[Exercise description]: Read through the data, and wherever a line holds the word "operation", write that line out.
== Segment start ==
//! Storage seam used by the edge functions.
//!
//! Handlers talk to a [`MailStore`] rather than a pool so that the routes can be exercised without
//! Postgres. [`PgMailStore`] runs the repositories inside a transaction; [`MemoryMailStore`] keeps
//! everything in concurrent maps and mirrors the table constraints that the handlers rely on.

use async_trait::async_trait;
use chrono::Utc;
use dashmap::DashMap;
use sqlx::PgPool;
use tracing::instrument;
use uuid::Uuid;

use crate::db::{
    errors::{DbError, Result},
    handlers::{EmailLogs, InboxMessages, Repository},
    models::{
        email_logs::{EmailLog, EmailLogCreateDBRequest, EmailLogUpdateDBRequest},
        inbox_messages::{InboxMessage, InboxMessageCreateDBRequest},
    },
};

#[async_trait]
pub trait MailStore: Send + Sync {
    /// Record an outbound email.
    async fn record_email(&self, request: &EmailLogCreateDBRequest) -> Result<EmailLog>;

    /// Apply a delivery status change reported by the provider. `None` when the message is unknown.
    async fn update_email_status(&self, provider_message_id: &str, update: &EmailLogUpdateDBRequest) -> Result<Option<EmailLog>>;

    /// Store an inbound message.
    async fn store_inbound(&self, request: &InboxMessageCreateDBRequest) -> Result<InboxMessage>;
}

#[derive(Clone, Debug)]
pub struct PgMailStore {
    pool: PgPool,
}

impl PgMailStore {
    pub fn new(pool: PgPool) -> Self {
        Self { pool }
    }
}

#[async_trait]
impl MailStore for PgMailStore {
    #[instrument(skip_all, err)]
    async fn record_email(&self, request: &EmailLogCreateDBRequest) -> Result<EmailLog> {
        let mut tx = self.pool.begin().await?;
        let log = EmailLogs::new(&mut tx).create(request).await?;
        tx.commit().await?;
        Ok(log)
    }

    #[instrument(skip(self, update), fields(status = %update.status), err)]
    async fn update_email_status(&self, provider_message_id: &str, update: &EmailLogUpdateDBRequest) -> Result<Option<EmailLog>> {
        let mut conn = self.pool.acquire().await?;
        EmailLogs::new(&mut conn)
            .update_status_by_provider_id(provider_message_id, update.status, update.error.as_deref())
            .await
    }

    #[instrument(skip_all, err)]
    async fn store_inbound(&self, request: &InboxMessageCreateDBRequest) -> Result<InboxMessage> {
        let mut tx = self.pool.begin().await?;
        let message = InboxMessages::new(&mut tx).create(request).await?;
        tx.commit().await?;
        Ok(message)
    }
}

/// In-memory store, used by tests and for running the functions without a database.
#[derive(Debug, Default)]
pub struct MemoryMailStore {
    emails: DashMap<Uuid, EmailLog>,
    inbox: DashMap<Uuid, InboxMessage>,
}

impl MemoryMailStore {
    pub fn new() -> Self {
        Self::default()
    }

    pub fn email_logs(&self) -> Vec<EmailLog> {
        let mut logs: Vec<_> = self.emails.iter().map(|entry| entry.value().clone()).collect();
        logs.sort_by_key(|log| log.created_at);
        logs
    }

    pub fn find_by_provider_id(&self, provider_message_id: &str) -> Option<EmailLog> {
        self.emails
            .iter()
            .find(|entry| entry.provider_message_id.as_deref() == Some(provider_message_id))
            .map(|entry| entry.value().clone())
    }

    pub fn inbox(&self) -> Vec<InboxMessage> {
        let mut messages: Vec<_> = self.inbox.iter().map(|entry| entry.value().clone()).collect();
        messages.sort_by_key(|message| message.received_at);
        messages
    }
}

#[async_trait]
impl MailStore for MemoryMailStore {
    async fn record_email(&self, request: &EmailLogCreateDBRequest) -> Result<EmailLog> {
        if let Some(provider_id) = &request.provider_message_id
            && self.find_by_provider_id(provider_id).is_some()
        {
            return Err(DbError::UniqueViolation {
                constraint: Some("email_logs_provider_message_id_unique".to_string()),
                table: Some("email_logs".to_string()),
                message: format!("duplicate provider message id {provider_id}"),
            });
        }

        let now = Utc::now();
        let log = EmailLog {
            id: Uuid::new_v4(),
            provider_message_id: request.provider_message_id.clone(),
            recipient: request.recipient.clone(),
            subject: request.subject.clone(),
            template: request.template.clone(),
            status: request.status,
            error: request.error.clone(),
            created_at: now,
            updated_at: now,
        };
        self.emails.insert(log.id, log.clone());
        Ok(log)
    }

    async fn update_email_status(&self, provider_message_id: &str, update: &EmailLogUpdateDBRequest) -> Result<Option<EmailLog>> {
        let Some(mut entry) = self
            .emails
            .iter_mut()
            .find(|entry| entry.provider_message_id.as_deref() == Some(provider_message_id))
        else {
            return Ok(None);
        };

        entry.status = update.status;
        if update.error.is_some() {
            entry.error = update.error.clone();
        }
        entry.updated_at = Utc::now();
        Ok(Some(entry.value().clone()))
    }

    async fn store_inbound(&self, request: &InboxMessageCreateDBRequest) -> Result<InboxMessage> {
        let message = InboxMessage {
            id: Uuid::new_v4(),
            from_address: request.from_address.clone(),
            to_address: request.to_address.clone(),
            subject: request.subject.clone(),
            text_body: request.text_body.clone(),
            html_body: request.html_body.clone(),
            received_at: Utc::now(),
            read: false,
        };
        self.inbox.insert(message.id, message.clone());
        Ok(message)
    }
}
//! Email service for transactional mail sent by the edge functions.

use lettre::{
    AsyncFileTransport, AsyncSmtpTransport, AsyncTransport, Message, Tokio1Executor,
    message::{Mailbox, MultiPart, SinglePart, header::ContentType},
    transport::smtp::authentication::Credentials,
};
use serde::Deserialize;
use std::path::Path;
use tracing::{debug, instrument};
use uuid::Uuid;

use crate::{
    config::{EmailConfig, EmailTransportConfig},
    errors::Error,
};

pub struct EmailService {
    transport: EmailTransport,
    from_email: String,
    from_name: String,
    reply_to: Option<String>,
}

enum EmailTransport {
    Smtp(AsyncSmtpTransport<Tokio1Executor>),
    File(AsyncFileTransport<Tokio1Executor>),
}

/// A message ready to send. At least one of `html` and `text` must be set.
#[derive(Debug, Clone, Default)]
pub struct OutgoingEmail {
    pub to: Vec<String>,
    pub subject: String,
    pub html: Option<String>,
    pub text: Option<String>,
    pub reply_to: Option<String>,
}

#[derive(Debug, Clone, PartialEq, Eq)]
pub struct SentEmail {
    /// `Message-ID` header value, used to match delivery webhooks to the log entry
    pub message_id: String,
}

/// Built-in messages the site sends.
#[derive(Debug, Clone, PartialEq, Eq, Deserialize)]
#[serde(tag = "id", rename_all = "snake_case")]
pub enum EmailTemplate {
    /// Sent when a visitor leaves their details on a course page
    LeadConfirmation { name: String, course: String },
    /// Sent after a student's first sign-in
    Welcome { name: String },
}

pub struct RenderedEmail {
    pub subject: String,
    pub html: String,
    pub text: String,
}

impl EmailService {
    pub fn new(config: &EmailConfig) -> Result<Self, Error> {
        let transport = match &config.transport {
            EmailTransportConfig::Smtp {
                host,
                port,
                username,
                password,
                use_tls,
            } => {
                if !use_tls {
                    tracing::warn!("SMTP TLS is disabled - this is not recommended for production");
                }

                let smtp_builder = if *use_tls {
                    AsyncSmtpTransport::<Tokio1Executor>::starttls_relay(host)
                } else {
                    Ok(AsyncSmtpTransport::<Tokio1Executor>::builder_dangerous(host))
                }
                .map_err(|e| Error::Internal {
                    operation: format!("create SMTP transport: {e}"),
                })?
                .port(*port)
                .credentials(Credentials::new(username.clone(), password.clone()));

                EmailTransport::Smtp(smtp_builder.build())
            }
            EmailTransportConfig::File { path } => {
                let emails_dir = Path::new(path);
                if !emails_dir.exists() {
                    std::fs::create_dir_all(emails_dir).map_err(|e| Error::Internal {
                        operation: format!("create emails directory: {e}"),
                    })?;
                }
                EmailTransport::File(AsyncFileTransport::<Tokio1Executor>::new(emails_dir))
            }
        };

        Ok(Self {
            transport,
            from_email: config.from_email.clone(),
            from_name: config.from_name.clone(),
            reply_to: config.reply_to.clone(),
        })
    }

    /// Send `email` and return the message ID it was sent under.
    ///
    /// Address problems are the caller's fault (`BadRequest`); transport failures are
    /// `BadGateway`.
    #[instrument(skip(self, email), fields(recipients = email.to.len(), subject = %email.subject), err)]
    pub async fn send(&self, email: &OutgoingEmail) -> Result<SentEmail, Error> {
        let message_id = self.message_id();
        let message = self.build_message(email, &message_id)?;

        match &self.transport {
            EmailTransport::Smtp(smtp) => {
                smtp.send(message).await.map_err(|e| Error::BadGateway {
                    message: format!("SMTP delivery failed: {e}"),
                })?;
            }
            EmailTransport::File(file) => {
                file.send(message).await.map_err(|e| Error::BadGateway {
                    message: format!("file delivery failed: {e}"),
                })?;
            }
        }

        debug!(message_id, "Email handed to transport");
        Ok(SentEmail { message_id })
    }

    fn message_id(&self) -> String {
        let domain = self.from_email.rsplit_once('@').map(|(_, d)| d).unwrap_or("localhost");
        format!("<{}@{}>", Uuid::new_v4(), domain)
    }

    fn build_message(&self, email: &OutgoingEmail, message_id: &str) -> Result<Message, Error> {
        let from = format!("{} <{}>", self.from_name, self.from_email)
            .parse::<Mailbox>()
            .map_err(|e| Error::Internal {
                operation: format!("parse from email: {e}"),
            })?;

        let mut builder = Message::builder()
            .from(from)
            .subject(email.subject.clone())
            .message_id(Some(message_id.to_string()));

        for recipient in &email.to {
            builder = builder.to(parse_mailbox(recipient)?);
        }

        if let Some(reply_to) = email.reply_to.as_ref().or(self.reply_to.as_ref()) {
            builder = builder.reply_to(parse_mailbox(reply_to)?);
        }

        let message = match (&email.html, &email.text) {
            (Some(html), Some(text)) => builder.multipart(MultiPart::alternative_plain_html(text.clone(), html.clone())),
            (Some(html), None) => builder.singlepart(SinglePart::builder().header(ContentType::TEXT_HTML).body(html.clone())),
            (None, Some(text)) => builder.singlepart(SinglePart::builder().header(ContentType::TEXT_PLAIN).body(text.clone())),
            (None, None) => {
                return Err(Error::BadRequest {
                    message: "email needs an html or text body".to_string(),
                });
            }
        };

        message.map_err(|e| Error::Internal {
            operation: format!("build email message: {e}"),
        })
    }
}

fn parse_mailbox(address: &str) -> Result<Mailbox, Error> {
    address.parse::<Mailbox>().map_err(|e| Error::BadRequest {
        message: format!("invalid email address '{address}': {e}"),
    })
}

/// Check an address without sending anything.
pub fn validate_address(address: &str) -> Result<(), Error> {
    parse_mailbox(address).map(|_| ())
}

impl EmailTemplate {
    pub fn name(&self) -> &'static str {
        match self {
            Self::LeadConfirmation { .. } => "lead_confirmation",
            Self::Welcome { .. } => "welcome",
        }
    }

    pub fn render(&self, site_url: &str) -> RenderedEmail {
        match self {
            Self::LeadConfirmation { name, course } => {
                let (html_name, html_course) = (escape_html(name), escape_html(course));
                RenderedEmail {
                    subject: format!("We received your request about {course}"),
                    html: layout(
                        "Thanks for your interest",
                        &format!(
                            r#"<p>Hello {html_name},</p>
        <p>Thanks for your interest in <strong>{html_course}</strong>. A member of our team will contact you shortly to find a convenient time for a trial lesson.</p>
        <p>In the meantime you can browse all courses at <a href="{site_url}">{site_url}</a>.</p>"#
                        ),
                    ),
                    text: format!(
                        "Hello {name},\n\nThanks for your interest in {course}. A member of our team will contact you shortly \
                         to find a convenient time for a trial lesson.\n\nAll courses: {site_url}\n"
                    ),
                }
            }
            Self::Welcome { name } => {
                let html_name = escape_html(name);
                RenderedEmail {
                    subject: "Welcome to the school".to_string(),
                    html: layout(
                        "Welcome",
                        &format!(
                            r#"<p>Hello {html_name},</p>
        <p>Your account is ready. Sign in any time to see your courses and lessons:</p>
        <p><a href="{site_url}">{site_url}</a></p>"#
                        ),
                    ),
                    text: format!("Hello {name},\n\nYour account is ready. Sign in any time to see your courses and lessons:\n{site_url}\n"),
                }
            }
        }
    }
}

fn layout(title: &str, content: &str) -> String {
    format!(
        r#"<!DOCTYPE html>
<html>
<head>
    <meta charset="utf-8">
    <title>{title}</title>
    <style>
        body {{ font-family: Arial, sans-serif; line-height: 1.6; color: #333; }}
        .container {{ max-width: 600px; margin: 0 auto; padding: 20px; }}
        .footer {{ margin-top: 30px; font-size: 12px; color: #666; }}
    </style>
</head>
<body>
    <div class="container">
        <h2>{title}</h2>

        {content}

        <div class="footer">
            <p>This is an automated message, please do not reply to this email.</p>
        </div>
    </div>
</body>
</html>"#
    )
}

fn escape_html(value: &str) -> String {
    let mut escaped = String::with_capacity(value.len());
    for c in value.chars() {
        match c {
            '&' => escaped.push_str("&amp;"),
            '<' => escaped.push_str("&lt;"),
            '>' => escaped.push_str("&gt;"),
            '"' => escaped.push_str("&quot;"),
            '\'' => escaped.push_str("&#39;"),
            _ => escaped.push(c),
        }
    }
    escaped
}

#[cfg(test)]
mod tests {
    use super::*;
    use crate::config::EmailConfig;

    fn file_config(dir: &Path) -> EmailConfig {
        EmailConfig {
            transport: EmailTransportConfig::File {
                path: dir.to_string_lossy().to_string(),
            },
            from_email: "hello@school.example".to_string(),
            ..Default::default()
        }
    }

    #[tokio::test]
    async fn test_send_writes_message_with_id() {
        let dir = tempfile::tempdir().unwrap();
        let service = EmailService::new(&file_config(dir.path())).unwrap();

        let sent = service
            .send(&OutgoingEmail {
                to: vec!["student@example.com".to_string(), "Parent <parent@example.com>".to_string()],
                subject: "Timetable".to_string(),
                html: Some("<p>Mondays at 5pm</p>".to_string()),
                text: Some("Mondays at 5pm".to_string()),
                reply_to: Some("teacher@school.example".to_string()),
            })
            .await
            .unwrap();

        assert!(sent.message_id.starts_with('<'));
        assert!(sent.message_id.ends_with("@school.example>"));

        let files: Vec<_> = std::fs::read_dir(dir.path()).unwrap().collect();
        assert_eq!(files.len(), 1);
        let contents = std::fs::read_to_string(files[0].as_ref().unwrap().path()).unwrap();
        assert!(contents.contains("parent@example.com"));
        assert!(contents.contains("multipart/alternative"));
    }

    #[tokio::test]
    async fn test_invalid_recipient_is_bad_request() {
        let dir = tempfile::tempdir().unwrap();
        let service = EmailService::new(&file_config(dir.path())).unwrap();

        let err = service
            .send(&OutgoingEmail {
                to: vec!["not an address".to_string()],
                subject: "Hi".to_string(),
                text: Some("Hi".to_string()),
                ..Default::default()
            })
            .await
            .unwrap_err();
        assert!(matches!(err, Error::BadRequest { .. }));
    }

    #[tokio::test]
    async fn test_missing_body_is_bad_request() {
        let dir = tempfile::tempdir().unwrap();
        let service = EmailService::new(&file_config(dir.path())).unwrap();

        let err = service
            .send(&OutgoingEmail {
                to: vec!["student@example.com".to_string()],
                subject: "Hi".to_string(),
                ..Default::default()
            })
            .await
            .unwrap_err();
        assert!(matches!(err, Error::BadRequest { .. }));
    }

    #[test]
    fn test_lead_confirmation_escapes_html_only() {
        let rendered = EmailTemplate::LeadConfirmation {
            name: "<Sam>".to_string(),
            course: "Python & Games".to_string(),
        }
        .render("https://school.example");

        assert!(rendered.html.contains("Hello &lt;Sam&gt;,"));
        assert!(rendered.html.contains("Python &amp; Games"));
        assert_eq!(rendered.subject, "We received your request about Python & Games");
        assert!(rendered.text.starts_with("Hello <Sam>,"));
        assert!(rendered.text.contains("https://school.example"));
    }

    #[test]
    fn test_template_deserializes_by_id() {
        let lead: EmailTemplate =
            serde_json::from_value(serde_json::json!({ "id": "lead_confirmation", "name": "Sam", "course": "Scratch" })).unwrap();
        assert_eq!(
            lead,
            EmailTemplate::LeadConfirmation {
                name: "Sam".to_string(),
                course: "Scratch".to_string()
            }
        );
        assert_eq!(lead.name(), "lead_confirmation");

        assert!(serde_json::from_value::<EmailTemplate>(serde_json::json!({ "id": "newsletter" })).is_err());
    }
}
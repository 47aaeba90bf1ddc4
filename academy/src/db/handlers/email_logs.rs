//! Database repository for the outbound email log.

use sqlx::PgConnection;
use tracing::instrument;

use crate::db::{
    errors::{DbError, Result},
    handlers::repository::Repository,
    models::email_logs::{EmailLog, EmailLogCreateDBRequest, EmailLogDBResponse, EmailLogRow, EmailStatus},
};

const COLUMNS: &str = "id, provider_message_id, recipient, subject, template, status, error, created_at, updated_at";

pub struct EmailLogs<'c> {
    db: &'c mut PgConnection,
}

impl<'c> EmailLogs<'c> {
    pub fn new(db: &'c mut PgConnection) -> Self {
        Self { db }
    }

    /// Update the delivery status of the email the provider knows as `provider_message_id`.
    ///
    /// Returns `None` when no logged email carries that ID.
    #[instrument(skip(self), err)]
    pub async fn update_status_by_provider_id(
        &mut self,
        provider_message_id: &str,
        status: EmailStatus,
        error: Option<&str>,
    ) -> Result<Option<EmailLogDBResponse>> {
        let row = sqlx::query_as::<_, EmailLogRow>(&format!(
            "UPDATE email_logs
             SET status = $2, error = COALESCE($3, error), updated_at = NOW()
             WHERE provider_message_id = $1
             RETURNING {COLUMNS}"
        ))
        .bind(provider_message_id)
        .bind(status.as_str())
        .bind(error)
        .fetch_optional(&mut *self.db)
        .await?;

        row.map(to_entity).transpose()
    }
}

fn to_entity(row: EmailLogRow) -> Result<EmailLog> {
    EmailLog::try_from(row).map_err(DbError::Other)
}

#[async_trait::async_trait]
impl<'c> Repository for EmailLogs<'c> {
    type CreateRequest = EmailLogCreateDBRequest;
    type Response = EmailLogDBResponse;

    #[instrument(skip(self, request), fields(recipient = %request.recipient, status = %request.status), err)]
    async fn create(&mut self, request: &Self::CreateRequest) -> Result<Self::Response> {
        let row = sqlx::query_as::<_, EmailLogRow>(&format!(
            "INSERT INTO email_logs (provider_message_id, recipient, subject, template, status, error)
             VALUES ($1, $2, $3, $4, $5, $6)
             RETURNING {COLUMNS}"
        ))
        .bind(&request.provider_message_id)
        .bind(&request.recipient)
        .bind(&request.subject)
        .bind(&request.template)
        .bind(request.status.as_str())
        .bind(&request.error)
        .fetch_one(&mut *self.db)
        .await?;

        to_entity(row)
    }
}
//! The page hosting the callback: status line, history and navigation.

use tracing::info;

use crate::callback::state::CallbackStatus;

/// Side effects the reconciler performs on the page that received the redirect.
pub trait CallbackHost: Send + Sync {
    fn set_status(&self, status: CallbackStatus);

    /// Replace the current history entry without navigating.
    fn replace_url(&self, path: &str);

    fn navigate(&self, path: &str);
}

/// Host for headless runs: every effect becomes a log line.
#[derive(Debug, Default)]
pub struct TracingHost;

impl CallbackHost for TracingHost {
    fn set_status(&self, status: CallbackStatus) {
        info!(%status, "Callback status");
    }

    fn replace_url(&self, path: &str) {
        info!(path, "History entry replaced");
    }

    fn navigate(&self, path: &str) {
        info!(path, "Navigating");
    }
}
== Segment end ==
[Answer section]:
                    operation: format!("create SMTP transport: {e}"),
                        operation: format!("create emails directory: {e}"),
                operation: format!("parse from email: {e}"),
            operation: format!("build email message: {e}"),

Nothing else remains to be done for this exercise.